#### Data section ####

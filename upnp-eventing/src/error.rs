//! Error types for the eventing core

use thiserror::Error;

/// Errors reported by the underlying transport's subscription primitives
#[derive(Debug, Error)]
pub enum TransportError {
    /// Network-level failure reaching the remote party
    #[error("network error: {0}")]
    Network(String),

    /// The remote party rejected the request with the given status code
    #[error("request rejected: status {0}")]
    Rejected(i32),
}

/// Errors decoding an event propertyset document
#[derive(Debug, Error)]
pub enum DecodeError {
    /// The raw payload was not well-formed XML
    #[error("XML parse error: {0}")]
    Xml(String),

    /// The document root is not a propertyset
    #[error("expected propertyset document, got <{0}>")]
    NotPropertySet(String),

    /// The propertyset contains an element other than a property
    #[error("unexpected <{0}> element in propertyset")]
    UnexpectedElement(String),

    /// A property element carries no variable child
    #[error("property element carries no variable")]
    EmptyProperty,
}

####

### About this task
Show every line of the data in which the word "party" appears.

### Exercise result
    /// Network-level failure reaching the remote party
    /// The remote party rejected the request with the given status code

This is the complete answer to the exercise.